What the task requires
The lines below that include the word "device" are to be reported.

[Start of Attachment]

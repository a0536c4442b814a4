//! Job lifecycle: validate, probe, build, run, finish.

use std::fmt;
use std::path::{Path, PathBuf};

use crate::config::{validate_pitch_percent, JobConfig};
use crate::console::Console;
use crate::descriptor::{self, Capture, Effect, OutputTarget, PitchShift, Plan};
use crate::engine::Toolchain;
use crate::executor::{Executor, JobListener, PassOutcome};
use crate::finalize::{self, OutputSlot};
use crate::metadata::AudioMetadata;
use crate::{AudioModError, Result};

/// An edit the modifier knows how to carry out.
#[derive(Clone, Debug, PartialEq)]
pub enum Operation {
    /// Lift the peak to 0 dB.
    Normalize,
    /// Scale the first half of the file to `percent` of its volume.
    Volume { percent: f64 },
    SplitSilences,
    /// Falls back to the configured pitch when `None`.
    Pitch { percent: Option<i64> },
    /// Same length for both edges; falls back to the configured fades.
    Fade { seconds: Option<f64> },
    Effect(Effect),
    /// Capture the input device; falls back to the configured length.
    Record { seconds: Option<f64> },
}

impl Operation {
    fn label(&self) -> &'static str {
        match self {
            Operation::Normalize => "Normalizing",
            Operation::Volume { .. } => "Changing volume",
            Operation::SplitSilences => "Splitting",
            Operation::Pitch { .. } => "Pitching",
            Operation::Fade { .. } => "Creating fades",
            Operation::Effect(_) => "Applying FX",
            Operation::Record { .. } => "Recording",
        }
    }
}

impl fmt::Display for Operation {
    fn fmt(&self, f: &mut fmt::Formatter<'_>) -> fmt::Result {
        match self {
            Operation::Normalize => f.write_str("normalize"),
            Operation::Volume { percent } => write!(f, "volume {percent}%"),
            Operation::SplitSilences => f.write_str("split on silences"),
            Operation::Pitch { percent: Some(p) } => write!(f, "pitch {p}%"),
            Operation::Pitch { percent: None } => f.write_str("pitch"),
            Operation::Fade { seconds: Some(s) } => write!(f, "fade {s} secs"),
            Operation::Fade { seconds: None } => f.write_str("fade"),
            Operation::Effect(effect) => write!(f, "effect {effect}"),
            Operation::Record { seconds: Some(s) } => write!(f, "record {s} secs"),
            Operation::Record { seconds: None } => f.write_str("record"),
        }
    }
}

#[derive(Clone, Copy, Debug, PartialEq, Eq)]
pub enum JobStatus {
    Completed,
    /// The peak was already at 0 dB; nothing was written.
    AlreadyNormalized,
}

#[derive(Clone, Debug, PartialEq)]
pub struct JobOutcome {
    /// Final location of the result: the input itself in overwrite mode, or
    /// when nothing had to change.
    pub output_path: PathBuf,
    pub status: JobStatus,
}

/// Everything needed to run one operation once inputs are known.
struct Prepared {
    plan: Plan,
    expected_seconds: Option<f64>,
}

/// Runs operations against one resolved configuration.
pub struct AudioModifier {
    config: JobConfig,
    tools: Toolchain,
    console: Console,
}

impl AudioModifier {
    pub fn new(config: JobConfig, tools: Toolchain) -> Self {
        let console = Console::new(config.verbose);
        console.log("Initialized with config", format_args!("{config:?}"));
        Self {
            config,
            tools,
            console,
        }
    }

    pub fn config(&self) -> &JobConfig {
        &self.config
    }

    pub fn console(&self) -> Console {
        self.console
    }

    /// Run `operation` on `input`, or on the configured input when `None`.
    ///
    /// The listener gets exactly one `on_end` or `on_error`.
    pub fn run(
        &self,
        operation: &Operation,
        input: Option<&Path>,
        listener: &mut dyn JobListener,
    ) -> Result<JobOutcome> {
        match self.execute(operation, input, listener) {
            Ok(outcome) => {
                listener.on_end();
                Ok(outcome)
            }
            Err(err) => Err(self.fail(err, listener)),
        }
    }

    /// Like [`AudioModifier::run`] with [`Operation::Effect`], for effect
    /// names that still have to be parsed.
    pub fn apply_effect(
        &self,
        input: Option<&Path>,
        effect: &str,
        listener: &mut dyn JobListener,
    ) -> Result<JobOutcome> {
        match effect.parse::<Effect>() {
            Ok(effect) => self.run(&Operation::Effect(effect), input, listener),
            Err(err) => Err(self.fail(err, listener)),
        }
    }

    /// Print the file info, then play the file on the first available player.
    pub fn play_audio_file(&self, input: Option<&Path>) -> Result<()> {
        let played = self.input_path(input).and_then(|input| {
            self.inspect(&input)?;
            self.console.info("Playing", input.display());
            self.tools.player.play(&input)
        });
        if let Err(err) = &played {
            self.console.error("Cannot play audio", err);
        }
        played
    }

    /// Build what [`AudioModifier::run`] would execute without spawning
    /// anything. The input is still probed.
    pub fn plan(&self, operation: &Operation, input: Option<&Path>) -> Result<Plan> {
        self.validate(operation)?;
        let source = self.source(operation, input)?;
        let output = OutputTarget::File(finalize::planned_path(
            &self.config,
            source.as_ref().map(|(input, _)| input.as_path()),
        ));
        let prepared = self.prepare(operation, source.as_ref(), output)?;
        Ok(prepared.plan)
    }

    /// Command lines for the passes of `plan`. A normalization only lists
    /// its measurement pass; the gain pass depends on what it measures.
    pub fn describe(&self, plan: &Plan) -> Vec<String> {
        match plan {
            Plan::Transcode(pass) | Plan::Normalize(pass) => {
                vec![self.tools.transcoder.describe(pass)]
            }
            Plan::Effect(chain) => vec![self.tools.effects.describe(chain)],
        }
    }

    fn execute(
        &self,
        operation: &Operation,
        input: Option<&Path>,
        listener: &mut dyn JobListener,
    ) -> Result<JobOutcome> {
        self.validate(operation)?;
        let source = self.source(operation, input)?;
        let input = source.as_ref().map(|(input, _)| input.as_path());
        match input {
            Some(input) => self.console.info(
                operation.label(),
                format_args!("{operation} on {}", input.display()),
            ),
            None => self.console.info(operation.label(), operation),
        }

        let slot = OutputSlot::allocate(&self.config, input)?;
        let output = OutputTarget::File(slot.path().to_path_buf());
        let prepared = self.prepare(operation, source.as_ref(), output)?;

        let mut executor = Executor::new(&self.tools, self.console, listener);
        let outcome = match &prepared.plan {
            Plan::Transcode(pass) => {
                executor.run_pass(pass, operation.label(), prepared.expected_seconds)?;
                PassOutcome::Written
            }
            Plan::Normalize(_) => {
                let (input, metadata) = source.as_ref().ok_or(AudioModError::MissingInput)?;
                executor.normalize(input, slot.path(), metadata.duration_seconds)?
            }
            Plan::Effect(chain) => {
                let (input, _) = source.as_ref().ok_or(AudioModError::MissingInput)?;
                executor.run_effect(chain, input, slot.path())?;
                PassOutcome::Written
            }
        };

        match (outcome, source) {
            (PassOutcome::Unchanged, Some((input, _))) => Ok(JobOutcome {
                output_path: input,
                status: JobStatus::AlreadyNormalized,
            }),
            _ => Ok(JobOutcome {
                output_path: slot.finish(&self.console)?,
                status: JobStatus::Completed,
            }),
        }
    }

    /// Parameter checks that need neither the input nor an engine.
    fn validate(&self, operation: &Operation) -> Result<()> {
        match *operation {
            Operation::Volume { percent } if !(percent.is_finite() && percent >= 0.0) => {
                Err(AudioModError::InvalidNumber {
                    what: "volume percent",
                    value: percent.to_string(),
                })
            }
            Operation::Pitch { percent } => {
                validate_pitch_percent(self.pitch_percent(percent)).map(|_| ())
            }
            Operation::Fade { seconds } => {
                let (fade_in, fade_out) = self.fade_lengths(seconds);
                match [fade_in, fade_out]
                    .into_iter()
                    .find(|s| !(s.is_finite() && *s >= 0.0))
                {
                    Some(bad) => Err(AudioModError::InvalidNumber {
                        what: "fade length",
                        value: bad.to_string(),
                    }),
                    None => Ok(()),
                }
            }
            Operation::Record { seconds } => {
                let seconds = seconds.unwrap_or(self.config.record_seconds);
                if seconds >= 1.0 && seconds.is_finite() {
                    Ok(())
                } else {
                    Err(AudioModError::RecordTooShort(seconds))
                }
            }
            _ => Ok(()),
        }
    }

    /// Input file and its metadata, for every operation that reads one.
    fn source(
        &self,
        operation: &Operation,
        input: Option<&Path>,
    ) -> Result<Option<(PathBuf, AudioMetadata)>> {
        if matches!(operation, Operation::Record { .. }) {
            return Ok(None);
        }
        let input = self.input_path(input)?;
        let metadata = self.inspect(&input)?;
        Ok(Some((input, metadata)))
    }

    fn input_path(&self, input: Option<&Path>) -> Result<PathBuf> {
        match input {
            Some(path) if path.is_file() => Ok(path.to_path_buf()),
            Some(path) => Err(AudioModError::InputNotFound(path.to_path_buf())),
            None => self
                .config
                .input_path
                .clone()
                .ok_or(AudioModError::MissingInput),
        }
    }

    fn inspect(&self, input: &Path) -> Result<AudioMetadata> {
        let metadata = self.tools.probe.probe(input)?;
        metadata.report(&self.console);
        Ok(metadata)
    }

    fn prepare(
        &self,
        operation: &Operation,
        source: Option<&(PathBuf, AudioMetadata)>,
        output: OutputTarget,
    ) -> Result<Prepared> {
        if let Operation::Record { seconds } = *operation {
            let seconds = seconds.unwrap_or(self.config.record_seconds);
            let capture = Capture {
                format: self.tools.capture.format.clone(),
                device: self.tools.capture.device.clone(),
                seconds,
                sample_rate: self.config.sample_rate,
                channels: self.config.channel_count,
            };
            return Ok(Prepared {
                plan: Plan::Transcode(descriptor::record(capture, output)),
                expected_seconds: Some(seconds),
            });
        }

        let (input, metadata) = source.ok_or(AudioModError::MissingInput)?;
        let duration = metadata.duration_seconds;
        let prepared = match *operation {
            Operation::Normalize => Prepared {
                plan: Plan::Normalize(descriptor::measure_peak(input)),
                expected_seconds: Some(duration),
            },
            Operation::Volume { percent } => Prepared {
                plan: Plan::Transcode(descriptor::change_volume(input, percent, metadata, output)),
                expected_seconds: Some(duration),
            },
            Operation::SplitSilences => Prepared {
                plan: Plan::Transcode(descriptor::split_silences(input, output)),
                expected_seconds: Some(duration),
            },
            Operation::Pitch { percent } => {
                let original_rate = match metadata.sample_rate_hz {
                    0 => self.config.sample_rate,
                    rate => rate,
                };
                let shift = PitchShift::new(original_rate, self.pitch_percent(percent))?;
                self.console.log(
                    "Pitch rate",
                    format_args!("{} Hz -> {} Hz", shift.original_rate, shift.shifted_rate),
                );
                Prepared {
                    plan: Plan::Transcode(descriptor::shift_pitch(input, &shift, output)),
                    // Playback speed follows the pitch.
                    expected_seconds: Some(duration / shift.ratio),
                }
            }
            Operation::Fade { seconds } => {
                let (fade_in, fade_out) = self.fade_lengths(seconds);
                Prepared {
                    plan: Plan::Transcode(descriptor::fade(
                        input, duration, fade_in, fade_out, output,
                    )),
                    expected_seconds: Some(duration),
                }
            }
            Operation::Effect(effect) => Prepared {
                plan: Plan::Effect(descriptor::effect_chain(
                    effect,
                    input,
                    output.path().unwrap_or(input.as_path()),
                    metadata,
                )),
                expected_seconds: None,
            },
            Operation::Record { .. } => return Err(AudioModError::MissingInput),
        };
        Ok(prepared)
    }

    fn pitch_percent(&self, percent: Option<i64>) -> i64 {
        percent.unwrap_or(i64::from(self.config.pitch_percent))
    }

    /// The argument wins over the `fade` option, which wins over the
    /// per-edge options.
    fn fade_lengths(&self, seconds: Option<f64>) -> (f64, f64) {
        match seconds.or(self.config.fade_seconds) {
            Some(both) => (both, both),
            None => (self.config.fade_in_seconds, self.config.fade_out_seconds),
        }
    }

    fn fail(&self, err: AudioModError, listener: &mut dyn JobListener) -> AudioModError {
        self.console.error("Cannot process audio", &err);
        listener.on_error(&err);
        err
    }
}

[End of Attachment]

Exercise output
    /// Capture the input device; falls back to the configured length.
                device: self.tools.capture.device.clone(),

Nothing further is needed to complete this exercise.